The particular sort of virus being targeted here, the lentivirus, is among the most challenging that humans face. With HIV being the prime example, these viruses work by invading healthy host immune cells and setting up shop, integrating themselves into the host's genome itself (the human genome). Once integrated, the virus just sort of blends in and becomes part of a latent infection, foiling any further potential immune response just by being really good at hiding out and by being patient.

This latency, where the virus just hangs out in an immune cell disguise, is part of the whole problem of treating and curing HIV. If the virus is latent, it's invisible to the immune system and, similarly, to treatments. We can beat down the active virus well enough—via highly-active antiretroviral therapy, an ability existing since the mid-'90s that's effectively turned HIV from an immanently deadly infection into a chronic, manageable infection—but we can't get rid of it.

This is why HIV treatment requires rigorous daily maintenance; left to its own devices, the virus will eventually start replicating and attacking, beating the immune system down until HIV infection becomes AIDS, which is where lives start being lost. So, managing the infection means continually, actively beating into if not into submission, than latency.

"Patients normally need to drugs every day or every week for their whole lives, because of the HIV that can be latent," Liao notes in a Salk Institute statement. "This costs money, time and effort."

Bacteria are way ahead, however. With CRISPR, bacteria are able to dictate the required molecular slices and cuts to neutralize lentiviruses at their base-level dormant state. This is achieved using what's known as guide RNAs, which are just instructions for where those cuts should go to be the most effective. Liao and his group were able to hack this part of the CRISPR system, redirecting those cuts to be most effective against HIV, inactivating the virus as it lies in wait.

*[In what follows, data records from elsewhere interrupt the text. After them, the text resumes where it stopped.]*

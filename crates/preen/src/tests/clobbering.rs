use super::clean;

#[test]
fn forms_with_shadowing_controls_are_dropped() {
    assert_eq!(
        clean(r#"<form><input name="attributes"></form><p>ok</p>"#),
        "<p>ok</p>"
    );
    assert_eq!(
        clean(r#"<form><fieldset><img id="removeChild"></fieldset></form>"#),
        ""
    );
}

#[test]
fn ordinary_forms_survive() {
    let input = r#"<form><input name="email"><button>go</button></form>"#;
    assert_eq!(clean(input), input);
}

#[test]
fn member_names_match_exactly() {
    let input = r#"<form><input name="NODENAME"></form>"#;
    assert_eq!(clean(input), input);
}
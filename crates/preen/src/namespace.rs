use markup5ever_rcdom::Handle;

use crate::allowlist::{self, HTML_NAMESPACE, MATHML_NAMESPACE, SVG_NAMESPACE};
use crate::config::Config;
use crate::dom;

/// Decides whether an element may appear in its namespace given its parent.
///
/// A missing or non-element parent is treated as a `template` element in the configured
/// namespace.
pub fn is_valid_namespace(element: &Handle, cfg: &Config) -> bool {
    let Some(name) = dom::qual_name(element) else {
        return false;
    };
    let parent = dom::parent(element).filter(dom::is_element);
    let (parent_ns, parent_tag) = match parent.as_ref().and_then(dom::qual_name) {
        Some(p) => (p.ns.to_string(), dom::qualified(p).to_ascii_lowercase()),
        None => (cfg.namespace.clone(), "template".to_string()),
    };
    let ns: &str = &name.ns;
    let tag = dom::qualified(name).to_ascii_lowercase();

    if !cfg.allowed_namespaces.contains(ns) {
        return false;
    }

    match ns {
        SVG_NAMESPACE => match parent_ns.as_str() {
            HTML_NAMESPACE => tag == "svg",
            MATHML_NAMESPACE => {
                tag == "svg"
                    && (parent_tag == "annotation-xml"
                        || cfg.mathml_text_integration_points.contains(&parent_tag))
            }
            _ => allowlist::all_svg_tags().contains(&tag),
        },
        MATHML_NAMESPACE => match parent_ns.as_str() {
            HTML_NAMESPACE => tag == "math",
            SVG_NAMESPACE => tag == "math" && cfg.html_integration_points.contains(&parent_tag),
            _ => allowlist::all_mathml_tags().contains(&tag),
        },
        HTML_NAMESPACE => {
            if parent_ns == SVG_NAMESPACE && !cfg.html_integration_points.contains(&parent_tag) {
                return false;
            }
            if parent_ns == MATHML_NAMESPACE
                && !cfg.mathml_text_integration_points.contains(&parent_tag)
            {
                return false;
            }
            !allowlist::all_mathml_tags().contains(&tag)
                && (allowlist::common_svg_and_html_elements().contains(&tag)
                    || !allowlist::all_svg_tags().contains(&tag))
        }
        // Any other allowed namespace is only reachable through the XML parser.
        _ => cfg.is_xhtml(),
    }
}

#[cfg(test)]
mod tests {
    use super::*;
    use crate::config::SanitizeOptions;
    use html5ever::{LocalName, Namespace, QualName};

    fn el(ns: &str, local: &str) -> Handle {
        dom::new_element(QualName::new(None, Namespace::from(ns), LocalName::from(local)))
    }

    fn defaults() -> Config {
        Config::resolve(&SanitizeOptions::new()).unwrap()
    }

    #[test]
    fn svg_enters_html_only_through_the_svg_root() {
        let cfg = defaults();
        let div = el(HTML_NAMESPACE, "div");
        let svg = el(SVG_NAMESPACE, "svg");
        let path = el(SVG_NAMESPACE, "path");
        dom::append_child(&div, &svg);
        assert!(is_valid_namespace(&svg, &cfg));

        dom::append_child(&div, &path);
        assert!(!is_valid_namespace(&path, &cfg));

        dom::append_child(&svg, &path);
        assert!(is_valid_namespace(&path, &cfg));
    }

    #[test]
    fn html_inside_svg_needs_an_integration_point() {
        let cfg = defaults();
        let svg = el(SVG_NAMESPACE, "svg");
        let p = el(HTML_NAMESPACE, "p");
        dom::append_child(&svg, &p);
        assert!(!is_valid_namespace(&p, &cfg));

        let fo = el(SVG_NAMESPACE, "foreignObject");
        dom::append_child(&svg, &fo);
        dom::append_child(&fo, &p);
        assert!(is_valid_namespace(&p, &cfg));
    }

    #[test]
    fn html_elements_may_not_reuse_foreign_names() {
        let cfg = defaults();
        assert!(!is_valid_namespace(&el(HTML_NAMESPACE, "mi"), &cfg));
        assert!(!is_valid_namespace(&el(HTML_NAMESPACE, "circle"), &cfg));
        assert!(is_valid_namespace(&el(HTML_NAMESPACE, "style"), &cfg));
    }

    #[test]
    fn mathml_roots_and_unknown_namespaces() {
        let cfg = defaults();
        let math = el(MATHML_NAMESPACE, "math");
        assert!(is_valid_namespace(&math, &cfg));
        let mrow = el(MATHML_NAMESPACE, "mrow");
        assert!(!is_valid_namespace(&mrow, &cfg));
        assert!(!is_valid_namespace(&el("urn:custom", "thing"), &cfg));
    }
}
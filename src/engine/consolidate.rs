//! Record consolidation
//!
//! Deduplicates rows by identity while preserving the order identities
//! were first discovered in. Content is last-seen-wins: a later row with
//! a known identity replaces the earlier row in place, so rediscovery
//! never reorders the set.

use std::collections::HashMap;

use tracing::warn;

use crate::records::identity_of;
use crate::types::JsonValue;

/// Identity-keyed accumulator used across consolidation passes
#[derive(Debug)]
pub struct ConsolidatedSet {
    identity_field: String,
    rows: Vec<JsonValue>,
    index: HashMap<String, usize>,
}

impl ConsolidatedSet {
    pub fn new(identity_field: impl Into<String>) -> Self {
        Self {
            identity_field: identity_field.into(),
            rows: Vec::new(),
            index: HashMap::new(),
        }
    }

    /// Merge one pass worth of rows.
    ///
    /// Returns how many previously unseen identities the batch added;
    /// zero means the sweep has reached a fixed point. Rows without an
    /// identity cannot be matched across passes and are dropped.
    pub fn merge(&mut self, batch: Vec<JsonValue>) -> usize {
        let mut added = 0;
        let mut unidentified = 0;

        for row in batch {
            match identity_of(&row, &self.identity_field) {
                Some(id) => {
                    if let Some(&position) = self.index.get(&id) {
                        self.rows[position] = row;
                    } else {
                        self.index.insert(id, self.rows.len());
                        self.rows.push(row);
                        added += 1;
                    }
                }
                None => unidentified += 1,
            }
        }

        if unidentified > 0 {
            warn!(
                field = %self.identity_field,
                count = unidentified,
                "dropped rows without an identity during consolidation"
            );
        }
        added
    }

    pub fn len(&self) -> usize {
        self.rows.len()
    }

    pub fn is_empty(&self) -> bool {
        self.rows.is_empty()
    }

    /// Consume the set, yielding rows in first-discovery order
    pub fn into_rows(self) -> Vec<JsonValue> {
        self.rows
    }
}

/// Deduplicate a single batch by identity.
///
/// Identified rows keep their first-occurrence position with last-seen
/// content; rows without an identity pass through untouched at the
/// position they arrived in.
pub fn dedup_rows(batch: Vec<JsonValue>, identity_field: &str) -> Vec<JsonValue> {
    let mut rows: Vec<JsonValue> = Vec::with_capacity(batch.len());
    let mut index: HashMap<String, usize> = HashMap::new();
    let mut unidentified = 0;

    for row in batch {
        match identity_of(&row, identity_field) {
            Some(id) => {
                if let Some(&position) = index.get(&id) {
                    rows[position] = row;
                } else {
                    index.insert(id, rows.len());
                    rows.push(row);
                }
            }
            None => {
                unidentified += 1;
                rows.push(row);
            }
        }
    }

    if unidentified > 0 {
        warn!(
            field = %identity_field,
            count = unidentified,
            "rows without an identity were kept as-is"
        );
    }
    rows
}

The effect is of "editing out" HIV from the human genome. A lentivirus without a place to wait and hide is, thus, quite suddenly just a normal, vulnerable virus.

None of this is that easy, of course. HIV is also characterized by its adaptability. This allows the virus to evade potential defenses by outrunning them, in a sense. This aspect remains an open question. "The HIV virus can mutate very quickly," says Liao. "If we target multiple regions at the same time, we reduce the chance that the virus can develop resistance."